* Task description *
Every line below needs to be returned exactly as written.

*** Records provided

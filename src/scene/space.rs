//! Scene container consumed by the visibility search.
//!
//! The search only needs read access to the scene polygons and their
//! materials, plus an append-only sink for illustration geometry. Both are
//! expressed by [`SceneGeometry`], so callers can plug in their own scene
//! representation; [`Space`] is the in-crate implementation.

use crate::error::{EchoViewError, Result};
use crate::geometry::{Polygon, SurfaceProps};
use crate::math::DVec3;
use crate::scene::material::{AcousticMaterial, MaterialTable};
use std::sync::{Mutex, PoisonError};

/// Scene access required by views and receivers.
///
/// # Thread Safety
///
/// Implementations must be `Send + Sync`: several receivers may search the
/// same scene at once. `add_poly` can be called concurrently and must
/// serialize its appends.
pub trait SceneGeometry: Send + Sync {
    /// All real scene polygons (illustration geometry excluded).
    fn polygons(&self) -> &[Polygon];

    /// Material behind a polygon's `props.material` index.
    fn material(&self, index: u8) -> Option<&AcousticMaterial>;

    /// Appends illustration-only geometry.
    fn add_poly(&self, polygon: Polygon);

    /// The six outward-facing faces of an axis-aligned cube of edge `size`
    /// centered on `origin`.
    fn cube(&self, origin: DVec3, size: f64, material: u8, ill_only: bool) -> Vec<Polygon> {
        let half = DVec3::splat(0.5 * size);
        box_faces(
            origin - half,
            origin + half,
            SurfaceProps {
                material,
                ill_only,
            },
        )
    }
}

/// The six outward-facing faces of the box `[min, max]`. Degenerate boxes
/// yield no faces.
pub fn box_faces(min: DVec3, max: DVec3, props: SurfaceProps) -> Vec<Polygon> {
    let (l, h) = (min, max);
    let faces = [
        // +X
        [
            DVec3::new(h.x, l.y, l.z),
            DVec3::new(h.x, h.y, l.z),
            DVec3::new(h.x, h.y, h.z),
            DVec3::new(h.x, l.y, h.z),
        ],
        // -X
        [
            DVec3::new(l.x, l.y, l.z),
            DVec3::new(l.x, l.y, h.z),
            DVec3::new(l.x, h.y, h.z),
            DVec3::new(l.x, h.y, l.z),
        ],
        // +Y
        [
            DVec3::new(l.x, h.y, l.z),
            DVec3::new(l.x, h.y, h.z),
            DVec3::new(h.x, h.y, h.z),
            DVec3::new(h.x, h.y, l.z),
        ],
        // -Y
        [
            DVec3::new(l.x, l.y, l.z),
            DVec3::new(h.x, l.y, l.z),
            DVec3::new(h.x, l.y, h.z),
            DVec3::new(l.x, l.y, h.z),
        ],
        // +Z
        [
            DVec3::new(l.x, l.y, h.z),
            DVec3::new(h.x, l.y, h.z),
            DVec3::new(h.x, h.y, h.z),
            DVec3::new(l.x, h.y, h.z),
        ],
        // -Z
        [
            DVec3::new(l.x, l.y, l.z),
            DVec3::new(l.x, h.y, l.z),
            DVec3::new(h.x, h.y, l.z),
            DVec3::new(h.x, l.y, l.z),
        ],
    ];

    faces
        .iter()
        .filter_map(|corners| Polygon::from_points(corners, props).ok())
        .collect()
}

/// In-memory scene: polygons, their materials and an illustration sink.
#[derive(Debug)]
pub struct Space {
    polygons: Vec<Polygon>,
    materials: MaterialTable,
    illustrations: Mutex<Vec<Polygon>>,
}

impl Space {
    pub fn new(materials: MaterialTable) -> Self {
        Self {
            polygons: Vec::new(),
            materials,
            illustrations: Mutex::new(Vec::new()),
        }
    }

    /// Empty scene using `MaterialTable::with_presets()`.
    pub fn with_presets() -> Self {
        Self::new(MaterialTable::with_presets())
    }

    pub fn materials(&self) -> &MaterialTable {
        &self.materials
    }

    pub fn add_material(&mut self, material: AcousticMaterial) -> Result<u8> {
        self.materials.add(material)
    }

    /// Adds a scene polygon and returns its index.
    pub fn add_polygon(&mut self, polygon: Polygon) -> Result<usize> {
        if self.materials.get(polygon.props.material).is_none() {
            return Err(EchoViewError::InvalidMaterial(format!(
                "material index {} is not in the table",
                polygon.props.material
            )));
        }
        self.polygons.push(polygon);
        Ok(self.polygons.len() - 1)
    }

    /// Adds a convex planar surface given by world-space corners. The
    /// surface faces the side from which the corners appear counter-clockwise.
    pub fn add_surface(&mut self, corners: &[DVec3], material: u8) -> Result<usize> {
        let polygon = Polygon::from_points(corners, SurfaceProps::new(material))?;
        self.add_polygon(polygon)
    }

    /// Adds the six walls of the room `[min, max]`, facing inwards.
    pub fn add_box_room(&mut self, min: DVec3, max: DVec3, material: u8) -> Result<()> {
        let walls = box_faces(min, max, SurfaceProps::new(material));
        if walls.len() != 6 {
            return Err(EchoViewError::InvalidPolygon(format!(
                "room {:?}..{:?} has no volume",
                min, max
            )));
        }
        for wall in walls {
            self.add_polygon(wall.reverse())?;
        }
        Ok(())
    }

    /// Snapshot of the illustration geometry added so far.
    pub fn illustrations(&self) -> Vec<Polygon> {
        self.illustrations
            .lock()
            .unwrap_or_else(PoisonError::into_inner)
            .clone()
    }

    /// Removes and returns the illustration geometry.
    pub fn take_illustrations(&self) -> Vec<Polygon> {
        std::mem::take(
            &mut *self
                .illustrations
                .lock()
                .unwrap_or_else(PoisonError::into_inner),
        )
    }
}

impl Default for Space {
    fn default() -> Self {
        Self::with_presets()
    }
}

impl SceneGeometry for Space {
    fn polygons(&self) -> &[Polygon] {
        &self.polygons
    }

    fn material(&self, index: u8) -> Option<&AcousticMaterial> {
        self.materials.get(index)
    }

    fn add_poly(&self, polygon: Polygon) {
        self.illustrations
            .lock()
            .unwrap_or_else(PoisonError::into_inner)
            .push(polygon);
    }
}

******

* Answer below *
filename src/scene/space.rs
//! Scene container consumed by the visibility search.
//!
//! The search only needs read access to the scene polygons and their
//! materials, plus an append-only sink for illustration geometry. Both are
//! expressed by [`SceneGeometry`], so callers can plug in their own scene
//! representation; [`Space`] is the in-crate implementation.

use crate::error::{EchoViewError, Result};
use crate::geometry::{Polygon, SurfaceProps};
use crate::math::DVec3;
use crate::scene::material::{AcousticMaterial, MaterialTable};
use std::sync::{Mutex, PoisonError};

/// Scene access required by views and receivers.
///
/// # Thread Safety
///
/// Implementations must be `Send + Sync`: several receivers may search the
/// same scene at once. `add_poly` can be called concurrently and must
/// serialize its appends.
pub trait SceneGeometry: Send + Sync {
    /// All real scene polygons (illustration geometry excluded).
    fn polygons(&self) -> &[Polygon];

    /// Material behind a polygon's `props.material` index.
    fn material(&self, index: u8) -> Option<&AcousticMaterial>;

    /// Appends illustration-only geometry.
    fn add_poly(&self, polygon: Polygon);

    /// The six outward-facing faces of an axis-aligned cube of edge `size`
    /// centered on `origin`.
    fn cube(&self, origin: DVec3, size: f64, material: u8, ill_only: bool) -> Vec<Polygon> {
        let half = DVec3::splat(0.5 * size);
        box_faces(
            origin - half,
            origin + half,
            SurfaceProps {
                material,
                ill_only,
            },
        )
    }
}

/// The six outward-facing faces of the box `[min, max]`. Degenerate boxes
/// yield no faces.
pub fn box_faces(min: DVec3, max: DVec3, props: SurfaceProps) -> Vec<Polygon> {
    let (l, h) = (min, max);
    let faces = [
        // +X
        [
            DVec3::new(h.x, l.y, l.z),
            DVec3::new(h.x, h.y, l.z),
            DVec3::new(h.x, h.y, h.z),
            DVec3::new(h.x, l.y, h.z),
        ],
        // -X
        [
            DVec3::new(l.x, l.y, l.z),
            DVec3::new(l.x, l.y, h.z),
            DVec3::new(l.x, h.y, h.z),
            DVec3::new(l.x, h.y, l.z),
        ],
        // +Y
        [
            DVec3::new(l.x, h.y, l.z),
            DVec3::new(l.x, h.y, h.z),
            DVec3::new(h.x, h.y, h.z),
            DVec3::new(h.x, h.y, l.z),
        ],
        // -Y
        [
            DVec3::new(l.x, l.y, l.z),
            DVec3::new(h.x, l.y, l.z),
            DVec3::new(h.x, l.y, h.z),
            DVec3::new(l.x, l.y, h.z),
        ],
        // +Z
        [
            DVec3::new(l.x, l.y, h.z),
            DVec3::new(h.x, l.y, h.z),
            DVec3::new(h.x, h.y, h.z),
            DVec3::new(l.x, h.y, h.z),
        ],
        // -Z
        [
            DVec3::new(l.x, l.y, l.z),
            DVec3::new(l.x, h.y, l.z),
            DVec3::new(h.x, h.y, l.z),
            DVec3::new(h.x, l.y, l.z),
        ],
    ];

    faces
        .iter()
        .filter_map(|corners| Polygon::from_points(corners, props).ok())
        .collect()
}

/// In-memory scene: polygons, their materials and an illustration sink.
#[derive(Debug)]
pub struct Space {
    polygons: Vec<Polygon>,
    materials: MaterialTable,
    illustrations: Mutex<Vec<Polygon>>,
}

impl Space {
    pub fn new(materials: MaterialTable) -> Self {
        Self {
            polygons: Vec::new(),
            materials,
            illustrations: Mutex::new(Vec::new()),
        }
    }

    /// Empty scene using `MaterialTable::with_presets()`.
    pub fn with_presets() -> Self {
        Self::new(MaterialTable::with_presets())
    }

    pub fn materials(&self) -> &MaterialTable {
        &self.materials
    }

    pub fn add_material(&mut self, material: AcousticMaterial) -> Result<u8> {
        self.materials.add(material)
    }

    /// Adds a scene polygon and returns its index.
    pub fn add_polygon(&mut self, polygon: Polygon) -> Result<usize> {
        if self.materials.get(polygon.props.material).is_none() {
            return Err(EchoViewError::InvalidMaterial(format!(
                "material index {} is not in the table",
                polygon.props.material
            )));
        }
        self.polygons.push(polygon);
        Ok(self.polygons.len() - 1)
    }

    /// Adds a convex planar surface given by world-space corners. The
    /// surface faces the side from which the corners appear counter-clockwise.
    pub fn add_surface(&mut self, corners: &[DVec3], material: u8) -> Result<usize> {
        let polygon = Polygon::from_points(corners, SurfaceProps::new(material))?;
        self.add_polygon(polygon)
    }

    /// Adds the six walls of the room `[min, max]`, facing inwards.
    pub fn add_box_room(&mut self, min: DVec3, max: DVec3, material: u8) -> Result<()> {
        let walls = box_faces(min, max, SurfaceProps::new(material));
        if walls.len() != 6 {
            return Err(EchoViewError::InvalidPolygon(format!(
                "room {:?}..{:?} has no volume",
                min, max
            )));
        }
        for wall in walls {
            self.add_polygon(wall.reverse())?;
        }
        Ok(())
    }

    /// Snapshot of the illustration geometry added so far.
    pub fn illustrations(&self) -> Vec<Polygon> {
        self.illustrations
            .lock()
            .unwrap_or_else(PoisonError::into_inner)
            .clone()
    }

    /// Removes and returns the illustration geometry.
    pub fn take_illustrations(&self) -> Vec<Polygon> {
        std::mem::take(
            &mut *self
                .illustrations
                .lock()
                .unwrap_or_else(PoisonError::into_inner),
        )
    }
}

impl Default for Space {
    fn default() -> Self {
        Self::with_presets()
    }
}

impl SceneGeometry for Space {
    fn polygons(&self) -> &[Polygon] {
        &self.polygons
    }

    fn material(&self, index: u8) -> Option<&AcousticMaterial> {
        self.materials.get(index)
    }

    fn add_poly(&self, polygon: Polygon) {
        self.illustrations
            .lock()
            .unwrap_or_else(PoisonError::into_inner)
            .push(polygon);
    }
}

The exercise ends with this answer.